§ DIRECTIONS FOR THIS TASK
From the first line of the entries below, reproduce everything exactly through the line with "pub struct SearchOptions", and nothing more.

§ THE RECORDS
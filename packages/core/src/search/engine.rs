//! Search engine seam
//!
//! `SearchIndexer` talks to the engine only through [`SearchEngine`], so the
//! Meilisearch client can be swapped for another engine or a test double.

use crate::search::error::SearchIndexError;
use crate::search::settings::IndexSettings;
use async_trait::async_trait;
use serde::{Deserialize, Serialize};
use serde_json::Value;

/// Query-time options
#[derive(Debug, Clone, Default, PartialEq)]
pub struct SearchOptions {
    pub limit: Option<u64>,
    pub offset: Option<u64>,
    /// Engine-native filter expression, e.g. `conversationId = "c1"`
    pub filter: Option<String>,
}

impl SearchOptions {
    pub fn limit(mut self, limit: u64) -> Self {
        self.limit = Some(limit);
        self
    }

    pub fn filter(mut self, filter: impl Into<String>) -> Self {
        self.filter = Some(filter.into());
        self
    }
}

/// Ranked hit ids, best first
#[derive(Debug, Clone, Default, PartialEq)]
pub struct SearchHits {
    pub ids: Vec<String>,
    pub estimated_total: Option<u64>,
    pub processing_time_ms: Option<u64>,
}

/// Per-index statistics reported by the engine
#[derive(Debug, Clone, Default, PartialEq, Serialize, Deserialize)]
#[serde(rename_all = "camelCase")]
pub struct IndexStats {
    pub number_of_documents: u64,
    pub is_indexing: bool,
}

#[async_trait]
pub trait SearchEngine: Send + Sync {
    /// Reachability check
    async fn health(&self) -> Result<(), SearchIndexError>;

    /// Create the index if needed and apply its attribute settings
    async fn configure_index(
        &self,
        index: &str,
        settings: &IndexSettings,
    ) -> Result<(), SearchIndexError>;

    /// Add or replace documents keyed by their `id` attribute
    async fn add_documents(&self, index: &str, documents: &[Value])
        -> Result<(), SearchIndexError>;

    async fn delete_document(&self, index: &str, id: &str) -> Result<(), SearchIndexError>;

    async fn delete_all_documents(&self, index: &str) -> Result<(), SearchIndexError>;

    async fn search(
        &self,
        index: &str,
        query: &str,
        options: &SearchOptions,
    ) -> Result<SearchHits, SearchIndexError>;

    async fn stats(&self, index: &str) -> Result<IndexStats, SearchIndexError>;
}
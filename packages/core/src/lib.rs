//! Unistore Data Access Layer
//!
//! One repository API over two interchangeable storage backends, with
//! background search-index synchronization.
//!
//! # Architecture
//!
//! - **StoreAdapter**: async backend contract; callers hold `Arc<dyn StoreAdapter>`
//! - **SurrealDB**: schemaless document backend (`mem://`, `rocksdb://`, `http://`)
//! - **libsql/Turso**: relational backend with query translation, pooling and migrations
//! - **Repositories**: validation and normalization in front of every write
//! - **Search**: Meilisearch mirror of messages, conversations and documents
//!
//! # Modules
//!
//! - [`config`] - TOML + environment configuration
//! - [`models`] - Canonical documents, queries, updates and pagination
//! - [`db`] - Adapters, translator, pool, metrics and migration runner
//! - [`repositories`] - Generic repository base and the 15 domain repositories
//! - [`search`] - Search engine client and indexer
//! - [`services`] - `DatabaseManager` and `HealthMonitor`

pub mod config;
pub mod db;
pub mod models;
pub mod repositories;
pub mod search;
pub mod services;

// Re-export commonly used types
pub use config::{ConfigError, DalConfig};
pub use db::{BackendKind, StoreAdapter, StoreError, StoreResult};
pub use models::*;
pub use repositories::{Repositories, Repository, RepositoryError, RepositoryResult};
pub use services::*;
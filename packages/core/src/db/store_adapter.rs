//! StoreAdapter Trait - Backend Contract
//!
//! This module defines the `StoreAdapter` trait implemented by every storage
//! backend. Repositories and the search indexer depend only on
//! `Arc<dyn StoreAdapter>`, so the same domain code runs unchanged over the
//! relational (libsql) and document (SurrealDB) stores.
//!
//! # Contract
//!
//! - Reads return canonical documents carrying a string `_id`
//! - Writes return the post-write document
//! - `find_by_id` / `find_one` return `None` when nothing matches
//! - `delete_by_id` reports whether a record existed
//! - `update_many` / `delete_many` return affected counts
//!
//! # Transactions
//!
//! `start_transaction` returns an opaque [`Transaction`] handle. Most callers
//! should prefer [`with_transaction`](#method.with_transaction), which commits
//! when the callback succeeds and rolls back on any error:
//!
//! ```rust,no_run
//! # use unistore_core::db::{StoreAdapter, StoreError};
//! # use unistore_core::models::doc;
//! # use serde_json::json;
//! # async fn run(store: &dyn StoreAdapter) -> Result<(), StoreError> {
//! store
//!     .with_transaction(|tx| {
//!         Box::pin(async move {
//!             tx.create("conversations", doc(json!({"userId": "u1", "title": "Hi"})))
//!                 .await?;
//!             Ok::<_, StoreError>(())
//!         })
//!     })
//!     .await?;
//! # Ok(())
//! # }
//! ```

use crate::db::error::{StoreError, StoreResult};
use crate::models::{
    document_id, AggregateSpec, Document, FindOneAndUpdateOptions, Query, QueryOptions, Update,
};
use async_trait::async_trait;
use futures::future::BoxFuture;
use serde::{Deserialize, Serialize};
use serde_json::Value;
use std::fmt;
use std::str::FromStr;

/// Which storage backend an adapter talks to
#[derive(Debug, Clone, Copy, PartialEq, Eq, Hash, Serialize, Deserialize)]
#[serde(rename_all = "lowercase")]
pub enum BackendKind {
    Relational,
    Document,
}

impl BackendKind {
    /// Discriminator string reported in health output and config
    pub fn as_str(self) -> &'static str {
        match self {
            BackendKind::Relational => "relational",
            BackendKind::Document => "document",
        }
    }

    /// Concrete engine behind the backend
    pub fn engine(self) -> &'static str {
        match self {
            BackendKind::Relational => "libsql",
            BackendKind::Document => "surrealdb",
        }
    }
}

impl fmt::Display for BackendKind {
    fn fmt(&self, f: &mut fmt::Formatter<'_>) -> fmt::Result {
        f.write_str(self.as_str())
    }
}

impl FromStr for BackendKind {
    type Err = StoreError;

    fn from_str(s: &str) -> Result<Self, Self::Err> {
        match s.trim().to_ascii_lowercase().as_str() {
            "relational" | "libsql" | "turso" | "sqlite" => Ok(BackendKind::Relational),
            "document" | "surrealdb" | "surreal" => Ok(BackendKind::Document),
            other => Err(StoreError::connection(format!(
                "unknown backend '{}', expected 'relational' or 'document'",
                other
            ))),
        }
    }
}

/// Result of an adapter health check
#[derive(Debug, Clone, PartialEq, Serialize)]
pub struct StoreHealth {
    pub backend: BackendKind,
    pub connected: bool,
    pub latency_ms: u64,
    /// Backend-specific metrics (pool occupancy, query timings, endpoint)
    pub details: Value,
    pub error: Option<String>,
}

impl StoreHealth {
    pub fn healthy(&self) -> bool {
        self.connected && self.error.is_none()
    }
}

/// Backend half of a transaction
///
/// Implemented by each adapter; wrapped by [`Transaction`] so callers never
/// see the backend type.
#[async_trait]
pub trait TransactionOps: Send {
    async fn create(&mut self, collection: &str, data: Document) -> StoreResult<Document>;

    async fn find_by_id(&mut self, collection: &str, id: &str) -> StoreResult<Option<Document>>;

    async fn find_many(
        &mut self,
        collection: &str,
        query: &Query,
        options: &QueryOptions,
    ) -> StoreResult<Vec<Document>>;

    async fn update_by_id(
        &mut self,
        collection: &str,
        id: &str,
        update: &Update,
    ) -> StoreResult<Option<Document>>;

    async fn delete_by_id(&mut self, collection: &str, id: &str) -> StoreResult<bool>;

    async fn commit(self: Box<Self>) -> StoreResult<()>;

    async fn rollback(self: Box<Self>) -> StoreResult<()>;
}

/// Opaque transaction handle returned by `StoreAdapter::start_transaction`
pub struct Transaction {
    inner: Box<dyn TransactionOps>,
}

impl Transaction {
    pub fn new(inner: Box<dyn TransactionOps>) -> Self {
        Self { inner }
    }

    pub async fn create(&mut self, collection: &str, data: Document) -> StoreResult<Document> {
        self.inner.create(collection, data).await
    }

    pub async fn find_by_id(
        &mut self,
        collection: &str,
        id: &str,
    ) -> StoreResult<Option<Document>> {
        self.inner.find_by_id(collection, id).await
    }

    pub async fn find_many(
        &mut self,
        collection: &str,
        query: &Query,
        options: &QueryOptions,
    ) -> StoreResult<Vec<Document>> {
        self.inner.find_many(collection, query, options).await
    }

    pub async fn update_by_id(
        &mut self,
        collection: &str,
        id: &str,
        update: &Update,
    ) -> StoreResult<Option<Document>> {
        self.inner.update_by_id(collection, id, update).await
    }

    pub async fn delete_by_id(&mut self, collection: &str, id: &str) -> StoreResult<bool> {
        self.inner.delete_by_id(collection, id).await
    }

    pub async fn commit(self) -> StoreResult<()> {
        self.inner.commit().await
    }

    pub async fn rollback(self) -> StoreResult<()> {
        self.inner.rollback().await
    }
}

impl fmt::Debug for Transaction {
    fn fmt(&self, f: &mut fmt::Formatter<'_>) -> fmt::Result {
        f.debug_struct("Transaction").finish_non_exhaustive()
    }
}

/// Abstraction layer for document persistence
///
/// All methods are async so both the embedded (libsql file, SurrealDB mem/rocksdb)
/// and network (Turso, SurrealDB http) deployments share one contract.
///
/// # Thread Safety
///
/// Implementations must be `Send + Sync`; a single adapter instance is shared
/// by every repository through an `Arc`.
#[async_trait]
pub trait StoreAdapter: Send + Sync {
    //
    // LIFECYCLE
    //

    /// Backend discriminator
    fn backend(&self) -> BackendKind;

    /// Open connections and prepare the schema
    ///
    /// Idempotent: connecting an already connected adapter is a no-op.
    async fn connect(&self) -> StoreResult<()>;

    /// Release all backend resources
    async fn disconnect(&self) -> StoreResult<()>;

    fn is_connected(&self) -> bool;

    //
    // READS
    //

    async fn find_by_id(&self, collection: &str, id: &str) -> StoreResult<Option<Document>>;

    /// First document matching `query` (respecting sort in `options`)
    async fn find_one(
        &self,
        collection: &str,
        query: &Query,
        options: &QueryOptions,
    ) -> StoreResult<Option<Document>> {
        let options = options.clone().limit(1);
        let mut docs = self.find_many(collection, query, &options).await?;
        Ok(if docs.is_empty() {
            None
        } else {
            Some(docs.swap_remove(0))
        })
    }

    async fn find_many(
        &self,
        collection: &str,
        query: &Query,
        options: &QueryOptions,
    ) -> StoreResult<Vec<Document>>;

    async fn count(&self, collection: &str, query: &Query) -> StoreResult<u64>;

    /// Grouped aggregation; each row carries the group value under `_id`
    async fn aggregate(&self, collection: &str, spec: &AggregateSpec)
        -> StoreResult<Vec<Document>>;

    //
    // WRITES
    //

    /// Insert one record and return it as stored
    ///
    /// # Errors
    ///
    /// `StoreError::Conflict` when a unique constraint is violated.
    async fn create(&self, collection: &str, data: Document) -> StoreResult<Document>;

    async fn create_many(&self, collection: &str, data: Vec<Document>)
        -> StoreResult<Vec<Document>>;

    /// Apply `update` to one record; `None` when the id does not exist
    async fn update_by_id(
        &self,
        collection: &str,
        id: &str,
        update: &Update,
    ) -> StoreResult<Option<Document>>;

    async fn update_many(&self, collection: &str, query: &Query, update: &Update)
        -> StoreResult<u64>;

    async fn delete_by_id(&self, collection: &str, id: &str) -> StoreResult<bool>;

    async fn delete_many(&self, collection: &str, query: &Query) -> StoreResult<u64>;

    /// Find-then-write with optional upsert
    ///
    /// When nothing matches and `upsert` is set, a record is created from the
    /// query's equality fields merged with the update. If that create loses a
    /// uniqueness race the winner is re-read once and updated instead.
    async fn find_one_and_update(
        &self,
        collection: &str,
        query: &Query,
        update: &Update,
        options: FindOneAndUpdateOptions,
    ) -> StoreResult<Option<Document>> {
        if let Some(existing) = self.find_one(collection, query, &QueryOptions::new()).await? {
            return match document_id(&existing) {
                Some(id) => self.update_by_id(collection, &id, update).await,
                None => Err(StoreError::serialization(format!(
                    "{} record without _id",
                    collection
                ))),
            };
        }

        if !options.upsert {
            return Ok(None);
        }

        let mut seed = query.equality_fields();
        update.apply_to(&mut seed);
        match self.create(collection, seed).await {
            Ok(created) => Ok(Some(created)),
            Err(err) if err.is_conflict() => {
                tracing::debug!(collection, "upsert lost a uniqueness race, re-reading");
                match self.find_one(collection, query, &QueryOptions::new()).await? {
                    Some(winner) => match document_id(&winner) {
                        Some(id) => self.update_by_id(collection, &id, update).await,
                        None => Ok(Some(winner)),
                    },
                    None => Err(err),
                }
            }
            Err(err) => Err(err),
        }
    }

    //
    // TRANSACTIONS
    //

    async fn start_transaction(&self) -> StoreResult<Transaction>;

    async fn commit_transaction(&self, tx: Transaction) -> StoreResult<()> {
        tx.commit().await
    }

    async fn rollback_transaction(&self, tx: Transaction) -> StoreResult<()> {
        tx.rollback().await
    }

    //
    // DIAGNOSTICS
    //

    /// Check connectivity; never fails, problems are reported in the result
    async fn health_check(&self) -> StoreHealth;
}

impl<'a> dyn StoreAdapter + 'a {
    /// Run `f` inside a transaction
    ///
    /// Commits when `f` returns `Ok`, rolls back on `Err`. A rollback failure
    /// is logged and the callback's original error is returned.
    pub async fn with_transaction<T, E, F>(&self, f: F) -> Result<T, E>
    where
        T: Send,
        E: From<StoreError> + fmt::Display + Send,
        F: for<'t> FnOnce(&'t mut Transaction) -> BoxFuture<'t, Result<T, E>> + Send,
    {
        let mut tx = self.start_transaction().await?;
        match f(&mut tx).await {
            Ok(value) => {
                self.commit_transaction(tx).await?;
                Ok(value)
            }
            Err(err) => {
                if let Err(rollback_err) = self.rollback_transaction(tx).await {
                    tracing::error!(
                        backend = %self.backend(),
                        error = %rollback_err,
                        "rollback after failed transaction callback also failed"
                    );
                }
                tracing::debug!(error = %err, "transaction rolled back");
                Err(err)
            }
        }
    }
}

§ WRITTEN SOLUTION
filename packages/core/src/search/engine.rs
//! Search engine seam
//!
//! `SearchIndexer` talks to the engine only through [`SearchEngine`], so the
//! Meilisearch client can be swapped for another engine or a test double.

use crate::search::error::SearchIndexError;
use crate::search::settings::IndexSettings;
use async_trait::async_trait;
use serde::{Deserialize, Serialize};
use serde_json::Value;

/// Query-time options
#[derive(Debug, Clone, Default, PartialEq)]
pub struct SearchOptions {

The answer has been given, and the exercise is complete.